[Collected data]
__________________________________________________
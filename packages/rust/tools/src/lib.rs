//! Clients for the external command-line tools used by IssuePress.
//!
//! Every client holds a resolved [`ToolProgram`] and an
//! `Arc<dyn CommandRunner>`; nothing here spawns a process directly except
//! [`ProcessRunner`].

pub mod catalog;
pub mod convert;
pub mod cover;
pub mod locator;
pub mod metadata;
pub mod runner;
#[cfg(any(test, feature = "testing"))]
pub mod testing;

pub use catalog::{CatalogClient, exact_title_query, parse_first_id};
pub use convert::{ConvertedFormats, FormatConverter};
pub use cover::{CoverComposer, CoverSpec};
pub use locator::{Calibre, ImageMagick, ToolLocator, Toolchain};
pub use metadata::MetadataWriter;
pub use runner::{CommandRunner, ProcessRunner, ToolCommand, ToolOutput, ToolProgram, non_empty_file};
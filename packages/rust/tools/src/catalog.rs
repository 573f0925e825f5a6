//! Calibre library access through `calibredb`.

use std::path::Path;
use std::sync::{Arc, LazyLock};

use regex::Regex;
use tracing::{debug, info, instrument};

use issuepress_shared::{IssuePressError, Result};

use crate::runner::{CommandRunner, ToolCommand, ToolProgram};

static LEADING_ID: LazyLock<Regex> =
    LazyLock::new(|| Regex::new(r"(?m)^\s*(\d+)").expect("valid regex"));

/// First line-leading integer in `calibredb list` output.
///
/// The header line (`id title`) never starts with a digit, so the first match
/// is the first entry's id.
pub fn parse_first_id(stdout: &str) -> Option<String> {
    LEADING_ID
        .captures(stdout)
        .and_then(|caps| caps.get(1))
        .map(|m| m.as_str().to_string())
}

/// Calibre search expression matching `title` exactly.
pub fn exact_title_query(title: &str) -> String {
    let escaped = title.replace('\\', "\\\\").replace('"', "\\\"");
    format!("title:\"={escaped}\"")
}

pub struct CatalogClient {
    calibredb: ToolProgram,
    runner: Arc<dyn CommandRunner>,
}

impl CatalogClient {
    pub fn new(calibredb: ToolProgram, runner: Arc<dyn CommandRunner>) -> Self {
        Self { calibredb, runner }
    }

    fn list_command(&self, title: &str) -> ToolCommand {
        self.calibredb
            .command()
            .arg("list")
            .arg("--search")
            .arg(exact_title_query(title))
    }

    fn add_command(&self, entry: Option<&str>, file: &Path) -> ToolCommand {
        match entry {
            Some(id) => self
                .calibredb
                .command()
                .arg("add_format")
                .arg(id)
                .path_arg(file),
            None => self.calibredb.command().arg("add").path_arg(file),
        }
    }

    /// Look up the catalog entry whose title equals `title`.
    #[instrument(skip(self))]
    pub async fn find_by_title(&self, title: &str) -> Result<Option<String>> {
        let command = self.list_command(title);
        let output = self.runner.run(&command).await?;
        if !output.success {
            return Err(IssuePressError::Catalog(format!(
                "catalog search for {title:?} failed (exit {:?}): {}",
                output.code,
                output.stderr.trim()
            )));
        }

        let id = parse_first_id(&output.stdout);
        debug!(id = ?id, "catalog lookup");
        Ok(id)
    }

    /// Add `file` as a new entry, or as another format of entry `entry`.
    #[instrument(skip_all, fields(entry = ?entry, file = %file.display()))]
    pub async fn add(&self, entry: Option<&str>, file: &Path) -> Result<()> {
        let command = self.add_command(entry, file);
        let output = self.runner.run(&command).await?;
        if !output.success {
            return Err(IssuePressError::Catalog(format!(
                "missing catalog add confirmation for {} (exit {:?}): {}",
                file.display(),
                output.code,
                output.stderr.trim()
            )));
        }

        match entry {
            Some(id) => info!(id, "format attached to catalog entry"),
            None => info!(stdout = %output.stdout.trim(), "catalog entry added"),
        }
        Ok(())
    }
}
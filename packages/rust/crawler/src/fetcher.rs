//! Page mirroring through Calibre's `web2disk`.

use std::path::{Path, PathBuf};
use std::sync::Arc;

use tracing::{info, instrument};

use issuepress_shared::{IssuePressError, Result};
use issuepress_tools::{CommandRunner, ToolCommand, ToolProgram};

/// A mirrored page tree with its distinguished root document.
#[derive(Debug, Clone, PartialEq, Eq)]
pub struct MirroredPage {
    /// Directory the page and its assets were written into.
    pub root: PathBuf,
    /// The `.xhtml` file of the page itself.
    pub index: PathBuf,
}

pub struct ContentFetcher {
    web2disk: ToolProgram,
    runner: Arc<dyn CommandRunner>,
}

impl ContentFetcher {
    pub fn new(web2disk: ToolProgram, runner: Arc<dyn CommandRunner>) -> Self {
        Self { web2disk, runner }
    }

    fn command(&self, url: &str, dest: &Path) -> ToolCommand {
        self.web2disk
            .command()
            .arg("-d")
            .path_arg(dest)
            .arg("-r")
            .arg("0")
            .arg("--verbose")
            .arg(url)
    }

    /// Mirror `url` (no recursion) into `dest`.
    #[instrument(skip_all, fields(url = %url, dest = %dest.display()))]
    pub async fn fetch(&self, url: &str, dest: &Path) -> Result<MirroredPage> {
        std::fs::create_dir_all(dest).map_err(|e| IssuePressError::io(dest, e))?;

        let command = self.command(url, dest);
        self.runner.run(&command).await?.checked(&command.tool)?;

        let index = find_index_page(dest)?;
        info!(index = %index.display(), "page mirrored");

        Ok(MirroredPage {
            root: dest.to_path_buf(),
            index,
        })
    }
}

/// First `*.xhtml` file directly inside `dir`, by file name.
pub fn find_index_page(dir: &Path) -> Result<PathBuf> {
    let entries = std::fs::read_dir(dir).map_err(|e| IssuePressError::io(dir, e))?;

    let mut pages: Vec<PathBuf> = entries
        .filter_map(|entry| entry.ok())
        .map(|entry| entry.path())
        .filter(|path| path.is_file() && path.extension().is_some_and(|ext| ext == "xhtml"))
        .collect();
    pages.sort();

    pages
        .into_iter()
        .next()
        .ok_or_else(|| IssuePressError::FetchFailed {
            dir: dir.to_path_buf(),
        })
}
__________________________________________________
• [YOUR INSTRUCTIONS]: Every line above needs to be retyped exactly.

• [SOLUTION TO THIS PROBLEM]:
filename packages/rust/tools/src/lib.rs
//! Clients for the external command-line tools used by IssuePress.
//!
//! Every client holds a resolved [`ToolProgram`] and an
//! `Arc<dyn CommandRunner>`; nothing here spawns a process directly except
//! [`ProcessRunner`].

pub mod catalog;
pub mod convert;
pub mod cover;
pub mod locator;
pub mod metadata;
pub mod runner;
#[cfg(any(test, feature = "testing"))]
pub mod testing;

pub use catalog::{CatalogClient, exact_title_query, parse_first_id};
pub use convert::{ConvertedFormats, FormatConverter};
pub use cover::{CoverComposer, CoverSpec};
pub use locator::{Calibre, ImageMagick, ToolLocator, Toolchain};
pub use metadata::MetadataWriter;
pub use runner::{CommandRunner, ProcessRunner, ToolCommand, ToolOutput, ToolProgram, non_empty_file};
filename packages/rust/tools/src/catalog.rs
repository 573f0925e825f5a6
//! Calibre library access through `calibredb`.

use std::path::Path;
use std::sync::{Arc, LazyLock};

use regex::Regex;
use tracing::{debug, info, instrument};

use issuepress_shared::{IssuePressError, Result};

use crate::runner::{CommandRunner, ToolCommand, ToolProgram};

static LEADING_ID: LazyLock<Regex> =
    LazyLock::new(|| Regex::new(r"(?m)^\s*(\d+)").expect("valid regex"));

/// First line-leading integer in `calibredb list` output.
///
/// The header line (`id title`) never starts with a digit, so the first match
/// is the first entry's id.
pub fn parse_first_id(stdout: &str) -> Option<String> {
    LEADING_ID
        .captures(stdout)
        .and_then(|caps| caps.get(1))
        .map(|m| m.as_str().to_string())
}

/// Calibre search expression matching `title` exactly.
pub fn exact_title_query(title: &str) -> String {
    let escaped = title.replace('\\', "\\\\").replace('"', "\\\"");
    format!("title:\"={escaped}\"")
}

pub struct CatalogClient {
    calibredb: ToolProgram,
    runner: Arc<dyn CommandRunner>,
}

impl CatalogClient {
    pub fn new(calibredb: ToolProgram, runner: Arc<dyn CommandRunner>) -> Self {
        Self { calibredb, runner }
    }

    fn list_command(&self, title: &str) -> ToolCommand {
        self.calibredb
            .command()
            .arg("list")
            .arg("--search")
            .arg(exact_title_query(title))
    }

    fn add_command(&self, entry: Option<&str>, file: &Path) -> ToolCommand {
        match entry {
            Some(id) => self
                .calibredb
                .command()
                .arg("add_format")
                .arg(id)
                .path_arg(file),
            None => self.calibredb.command().arg("add").path_arg(file),
        }
    }

    /// Look up the catalog entry whose title equals `title`.
    #[instrument(skip(self))]
    pub async fn find_by_title(&self, title: &str) -> Result<Option<String>> {
        let command = self.list_command(title);
        let output = self.runner.run(&command).await?;
        if !output.success {
            return Err(IssuePressError::Catalog(format!(
                "catalog search for {title:?} failed (exit {:?}): {}",
                output.code,
                output.stderr.trim()
            )));
        }

        let id = parse_first_id(&output.stdout);
        debug!(id = ?id, "catalog lookup");
        Ok(id)
    }

    /// Add `file` as a new entry, or as another format of entry `entry`.
    #[instrument(skip_all, fields(entry = ?entry, file = %file.display()))]
    pub async fn add(&self, entry: Option<&str>, file: &Path) -> Result<()> {
        let command = self.add_command(entry, file);
        let output = self.runner.run(&command).await?;
        if !output.success {
            return Err(IssuePressError::Catalog(format!(
                "missing catalog add confirmation for {} (exit {:?}): {}",
                file.display(),
                output.code,
                output.stderr.trim()
            )));
        }

        match entry {
            Some(id) => info!(id, "format attached to catalog entry"),
            None => info!(stdout = %output.stdout.trim(), "catalog entry added"),
        }
        Ok(())
    }
}
filename packages/rust/crawler/src/fetcher.rs
//! Page mirroring through Calibre's `web2disk`.

use std::path::{Path, PathBuf};
use std::sync::Arc;

use tracing::{info, instrument};

use issuepress_shared::{IssuePressError, Result};
use issuepress_tools::{CommandRunner, ToolCommand, ToolProgram};

/// A mirrored page tree with its distinguished root document.
#[derive(Debug, Clone, PartialEq, Eq)]
pub struct MirroredPage {
    /// Directory the page and its assets were written into.
    pub root: PathBuf,
    /// The `.xhtml` file of the page itself.
    pub index: PathBuf,
}

pub struct ContentFetcher {
    web2disk: ToolProgram,
    runner: Arc<dyn CommandRunner>,
}

impl ContentFetcher {
    pub fn new(web2disk: ToolProgram, runner: Arc<dyn CommandRunner>) -> Self {
        Self { web2disk, runner }
    }

    fn command(&self, url: &str, dest: &Path) -> ToolCommand {
        self.web2disk
            .command()
            .arg("-d")
            .path_arg(dest)
            .arg("-r")
            .arg("0")
            .arg("--verbose")
            .arg(url)
    }

    /// Mirror `url` (no recursion) into `dest`.
    #[instrument(skip_all, fields(url = %url, dest = %dest.display()))]
    pub async fn fetch(&self, url: &str, dest: &Path) -> Result<MirroredPage> {
        std::fs::create_dir_all(dest).map_err(|e| IssuePressError::io(dest, e))?;

        let command = self.command(url, dest);
        self.runner.run(&command).await?.checked(&command.tool)?;

        let index = find_index_page(dest)?;
        info!(index = %index.display(), "page mirrored");

        Ok(MirroredPage {
            root: dest.to_path_buf(),
            index,
        })
    }
}

/// First `*.xhtml` file directly inside `dir`, by file name.
pub fn find_index_page(dir: &Path) -> Result<PathBuf> {
    let entries = std::fs::read_dir(dir).map_err(|e| IssuePressError::io(dir, e))?;

    let mut pages: Vec<PathBuf> = entries
        .filter_map(|entry| entry.ok())
        .map(|entry| entry.path())
        .filter(|path| path.is_file() && path.extension().is_some_and(|ext| ext == "xhtml"))
        .collect();
    pages.sort();

    pages
        .into_iter()
        .next()
        .ok_or_else(|| IssuePressError::FetchFailed {
            dir: dir.to_path_buf(),
        })
}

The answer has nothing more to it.